Where a line of the entries holds the string "info", copy that line.

Records from a dataset
========================

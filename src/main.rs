use std::path::{Path, PathBuf};

use anyhow::{Context, Result};
use clap::{Parser, Subcommand};
use replaybook::app;
use replaybook::clock::SystemClock;
use replaybook::config::{default_config_path, ResolvedConfig};
use replaybook::diagnostics::Issue;
use replaybook::portfolio::Granularity;
use replaybook::reports::{valuation_rows, write_csv, write_csv_file};
use serde::Serialize;
use tracing::{info, warn};
use tracing_subscriber::{fmt, prelude::*, EnvFilter};

#[derive(Parser)]
#[command(name = "replaybook")]
#[command(about = "Rebuild holdings, cash and portfolio value history from a broker ledger")]
struct Cli {
    /// Path to config file
    #[arg(short, long, default_value_os_t = default_config_path())]
    config: PathBuf,

    /// Skip market-data fetches; unpriced holdings are valued at zero.
    #[arg(long, global = true)]
    offline: bool,

    /// Emit logs as JSON lines on stderr.
    #[arg(long, global = true)]
    log_json: bool,

    #[command(subcommand)]
    command: Command,
}

#[derive(clap::Args)]
struct OutputArgs {
    /// Write the CSV here instead of the configured output directory.
    #[arg(short, long)]
    output: Option<PathBuf>,

    /// Write the CSV to stdout.
    #[arg(long, conflicts_with = "output")]
    stdout: bool,
}

#[derive(Subcommand)]
enum Command {
    /// Valuation timeline (cash, assets, total, deposits, gain)
    History {
        #[command(flatten)]
        out: OutputArgs,

        /// One end-of-day point per day instead of the configured hours.
        #[arg(long)]
        eod: bool,
    },
    /// Per-day value of every held position
    Positions {
        #[command(flatten)]
        out: OutputArgs,
    },
    /// Trades and cash movements
    Transactions {
        #[command(flatten)]
        out: OutputArgs,
    },
    /// Cost breakdown per broker order
    Orders {
        #[command(flatten)]
        out: OutputArgs,
    },
    /// Show current configuration
    Config,
}

fn init_logging(json: bool) {
    let filter = EnvFilter::try_from_default_env().unwrap_or_else(|_| EnvFilter::new("info"));
    let registry = tracing_subscriber::registry().with(filter);
    if json {
        registry
            .with(fmt::layer().with_writer(std::io::stderr).json())
            .init();
    } else {
        registry
            .with(fmt::layer().with_writer(std::io::stderr).with_target(false))
            .init();
    }
}

fn emit<T: Serialize>(
    rows: &[T],
    out: &OutputArgs,
    config: &ResolvedConfig,
    default_name: &str,
) -> Result<()> {
    if out.stdout {
        return write_csv(rows, std::io::stdout().lock());
    }
    let path = out
        .output
        .clone()
        .unwrap_or_else(|| config.output_dir.join(default_name));
    write_csv_file(rows, &path)?;
    info!(rows = rows.len(), path = %path.display(), "report written");
    Ok(())
}

fn report_issues(issues: &[Issue]) {
    if !issues.is_empty() {
        warn!(count = issues.len(), "completed with degraded input, see warnings above");
    }
}

fn load_config(path: &Path) -> Result<ResolvedConfig> {
    ResolvedConfig::load_or_default(path)
        .with_context(|| format!("Failed to load replaybook config: {}", path.display()))
}

#[tokio::main]
async fn main() -> Result<()> {
    let cli = Cli::parse();
    init_logging(cli.log_json);

    let config = load_config(&cli.config)?;
    let source = app::market_source(&config, cli.offline);

    match cli.command {
        Command::History { out, eod } => {
            let granularity = if eod {
                Granularity::EndOfDay
            } else {
                config.timeline.granularity()
            };
            let history =
                app::portfolio_history(&config, source, &SystemClock, &granularity).await?;
            emit(
                &valuation_rows(&history.points),
                &out,
                &config,
                "valuation_history.csv",
            )?;
            if let Some(summary) = &history.summary {
                info!(
                    as_of = %summary.as_of,
                    total = %summary.total_value,
                    deposits = %summary.total_deposits,
                    gain_percent = %summary.gain_percent,
                    currency = %history.currency,
                    "portfolio summary"
                );
            }
            report_issues(&history.issues);
        }
        Command::Positions { out } => {
            let report = app::position_report(&config, source, &SystemClock).await?;
            emit(&report.rows, &out, &config, "portfolio_history.csv")?;
            report_issues(&report.issues);
        }
        Command::Transactions { out } => {
            let report = app::transaction_report(&config, source).await?;
            emit(&report.rows, &out, &config, "portfolio_daily_eod.csv")?;
            report_issues(&report.issues);
        }
        Command::Orders { out } => {
            let report = app::order_report(&config, source).await?;
            emit(&report.rows, &out, &config, "orders_summary.csv")?;
            report_issues(&report.issues);
        }
        Command::Config => {
            let output = app::config_output(&cli.config, &config);
            println!("{}", serde_json::to_string_pretty(&output)?);
        }
    }

    Ok(())
}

========================

• _RESPONSE FOR THIS EXERCISE_
use tracing::{info, warn};
    let filter = EnvFilter::try_from_default_env().unwrap_or_else(|_| EnvFilter::new("info"));
    info!(rows = rows.len(), path = %path.display(), "report written");
                info!(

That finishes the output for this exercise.